Of the total border towns, 37.1% have less than 5,000 inhabitants, and the remaining 62.9% have more than 10,000. In and around these urban centers live 44.2 million people. In my study, surveys of representative population samples indicate that residents in 11.7% of the 1,060 towns do not consider theirs to be border towns. The table shows that this is more prevalent in small states with many land borders. The group comprises border towns in Switzerland (39.7%) and Luxembourg (35.7%) as well as Holland (20.4%) and Austria (17.9%). The same applies to Danish border towns, but the high percentage here (40%) is due to the fact that it includes Copenhagen. In larger states, the percentage of border towns with residents who do not consider theirs to be border towns are lower and markedly homogeneous (i.e., 14.8% in Poland, 13.6% in Germany, 13.8% in France and 13.5% in Italy).
There is no lack of states in which border town inhabitants are intensely conscious of their town’s borders.
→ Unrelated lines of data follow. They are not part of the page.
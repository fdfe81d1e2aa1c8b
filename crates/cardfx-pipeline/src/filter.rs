//! Named per-pixel filter effects.
//!
//! Each [`FilterKind`] is a closed-form function of a pixel's `(r, g, b)`.
//! The fully transformed value is clamped to `[0, 255]` and then blended
//! with the original by the filter intensity:
//!
//! ```text
//! out = orig + (transformed - orig) * intensity
//! ```
//!
//! so intensity `0.0` leaves the buffer untouched and intensity `1.0`
//! yields exactly the rounded closed form. Alpha is never modified.

use std::fmt;

use serde::{Deserialize, Serialize};

use crate::color::{HexColor, luminance, to_channel};
use crate::types::{PipelineError, RgbaImage};

/// The available filter effects.
#[derive(Debug, Clone, Copy, PartialEq, Eq, Hash, Serialize, Deserialize)]
#[serde(rename_all = "camelCase")]
pub enum FilterKind {
    /// Warm, faded print look.
    Vintage,
    /// Classic sepia tone matrix.
    Sepia,
    /// BT.601 grayscale.
    BlackAndWhite,
    /// Grayscale tinted toward a team colour.
    TeamColors,
    /// Saturation boost followed by a contrast stretch.
    Hdr,
    /// Half-desaturated, strong contrast.
    Dramatic,
    /// Lifted blacks, reduced contrast.
    Soft,
    /// Strong saturation boost.
    Vivid,
}

impl FilterKind {
    /// Every filter, in declaration order.
    pub const ALL: [Self; 8] = [
        Self::Vintage,
        Self::Sepia,
        Self::BlackAndWhite,
        Self::TeamColors,
        Self::Hdr,
        Self::Dramatic,
        Self::Soft,
        Self::Vivid,
    ];

    /// Stable lowercase name (matches the serde representation).
    #[must_use]
    pub const fn name(self) -> &'static str {
        match self {
            Self::Vintage => "vintage",
            Self::Sepia => "sepia",
            Self::BlackAndWhite => "blackAndWhite",
            Self::TeamColors => "teamColors",
            Self::Hdr => "hdr",
            Self::Dramatic => "dramatic",
            Self::Soft => "soft",
            Self::Vivid => "vivid",
        }
    }
}

impl fmt::Display for FilterKind {
    fn fmt(&self, f: &mut fmt::Formatter<'_>) -> fmt::Result {
        f.write_str(self.name())
    }
}

/// Which filter to apply and how strongly.
#[derive(Debug, Clone, Copy, PartialEq, Serialize, Deserialize)]
#[serde(rename_all = "camelCase")]
pub struct FilterOptions {
    /// The effect.
    #[serde(rename = "type")]
    pub kind: FilterKind,
    /// Blend factor in `[0, 1]` between original and filtered pixels.
    pub intensity: f32,
    /// Tint for [`FilterKind::TeamColors`]; ignored by other filters.
    #[serde(default, skip_serializing_if = "Option::is_none")]
    pub team_color: Option<HexColor>,
}

impl FilterOptions {
    /// Full-strength options for `kind`.
    #[must_use]
    pub const fn new(kind: FilterKind) -> Self {
        Self {
            kind,
            intensity: 1.0,
            team_color: None,
        }
    }

    /// Set the blend intensity.
    #[must_use]
    pub const fn with_intensity(mut self, intensity: f32) -> Self {
        self.intensity = intensity;
        self
    }

    /// Set the team colour.
    #[must_use]
    pub const fn with_team_color(mut self, color: HexColor) -> Self {
        self.team_color = Some(color);
        self
    }

    /// Check that the intensity is a finite value in `[0, 1]`.
    ///
    /// # Errors
    ///
    /// Returns [`PipelineError::InvalidConfig`] otherwise.
    pub fn validate(&self) -> Result<(), PipelineError> {
        if (0.0..=1.0).contains(&self.intensity) {
            Ok(())
        } else {
            Err(PipelineError::InvalidConfig(format!(
                "filter intensity must be within [0, 1], got {}",
                self.intensity
            )))
        }
    }
}

/// Apply a filter effect to every pixel of `image` in place.
///
/// Out-of-range intensities are clamped into `[0, 1]`; NaN counts as 0.
pub fn apply_filter(image: &mut RgbaImage, options: &FilterOptions) {
    let intensity = if options.intensity.is_nan() {
        0.0
    } else {
        options.intensity.clamp(0.0, 1.0)
    };
    if intensity == 0.0 {
        return;
    }

    let tint = options.team_color.unwrap_or(HexColor::WHITE);
    for pixel in image.pixels_mut() {
        let [r, g, b, _] = pixel.0;
        let orig = [f32::from(r), f32::from(g), f32::from(b)];
        let full = transform(options.kind, orig, tint);
        for c in 0..3 {
            let target = full[c].clamp(0.0, 255.0);
            let blended = if intensity >= 1.0 {
                target
            } else {
                (target - orig[c]).mul_add(intensity, orig[c])
            };
            pixel.0[c] = to_channel(blended);
        }
    }
}

/// The full-strength closed form of `kind`, before clamping.
#[must_use]
pub fn transform(kind: FilterKind, [r, g, b]: [f32; 3], tint: HexColor) -> [f32; 3] {
    match kind {
        FilterKind::Vintage => [
            0.1f32.mul_add(g, 0.9 * r) + 30.0,
            0.1f32.mul_add(r, 0.85 * g) + 20.0,
            0.7f32.mul_add(b, 10.0),
        ],
        FilterKind::Sepia => [
            0.393f32.mul_add(r, 0.769f32.mul_add(g, 0.189 * b)),
            0.349f32.mul_add(r, 0.686f32.mul_add(g, 0.168 * b)),
            0.272f32.mul_add(r, 0.534f32.mul_add(g, 0.131 * b)),
        ],
        FilterKind::BlackAndWhite => {
            let lum = luminance(r, g, b);
            [lum, lum, lum]
        }
        FilterKind::TeamColors => {
            let lum = luminance(r, g, b);
            let tinted = |channel: u8| (lum * (f32::from(channel) / 255.0) * 1.5).min(255.0);
            [tinted(tint.r), tinted(tint.g), tinted(tint.b)]
        }
        FilterKind::Hdr => {
            let lum = luminance(r, g, b);
            [r, g, b].map(|c| {
                let saturated = (c - lum).mul_add(1.2, lum);
                (saturated - 128.0).mul_add(1.3, 128.0)
            })
        }
        FilterKind::Dramatic => {
            let lum = luminance(r, g, b);
            [r, g, b].map(|c| (f32::midpoint(c, lum) - 128.0).mul_add(1.5, 128.0))
        }
        FilterKind::Soft => [r, g, b].map(|c| 0.85f32.mul_add(c, 30.0)),
        FilterKind::Vivid => {
            let lum = luminance(r, g, b);
            [r, g, b].map(|c| (c - lum).mul_add(1.5, lum))
        }
    }
}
A remarkable case is Belgium, where though small and surrounded by borders, only 12.7% of its surveyed responders did not consider theirs to be a border town. This may be due to the fact that national divisions (between the Walloons and the Flemish) drive individual towns to outside cooperation.
These figures on border towns whose residents do not consider themselves as border towns already give us an idea of how complex the European border situation is. This may be understood in part by analysing some of the structural determinants of the numbers of towns and inhabitants of border areas.
Border towns are more numerous in large states with long land borders, most of which run across flat land. The greatest numbers of border towns are thus found in countries such as France (130), Germany (118), the former Soviet Union (64), Spain (59), and Poland (54), but also in smaller countries such as Switzerland (58), Hungary (47), Portugal (42), Austria (39), and the Czech Republic (36). Some large countries have few border towns (e.g., Italy has 37), and some small countries have high totals precisely because of their size and also because they are very flat (e.g., Belgium has 79 and Holland 49). The table shows also that the presence of a large number of border towns does not necessarily imply that such towns are populous.
New Perspective on Europe
Viewing Europe from the perspective of border populations (in towns) provides a unique profile quite different from traditional individual country profiles. For example, 59.3% of Luxembourg’s population lives in border towns, while the corresponding figure in Belgium is 33.5%, Denmark 31.2%, Finland 23.3%, Slovakia and Hungary 21.2%, Switzerland 17.7%, Holland 16.7%, the Czech Republic 15.2%, Slovenia 11.8%, and Bulgaria 11.5%. In highly populated Germany the figure is 11% and in Romania 9.9%. The countries with the lowest percentage of their total populations living in border towns are highly populated ones such as France (6%) and Spain (3.6%), and above all Italy (1.4%) and the former Soviet countries bordering Europe (1.9%). Here too, the reasons are varied. In Italy, alpine barriers opened where there are large towns such as Trieste, Gorizia, and Monfalcone. In addition to the natural barriers in France and Spain, a significant role may also have been played by the highly centralist history of the two nation-states.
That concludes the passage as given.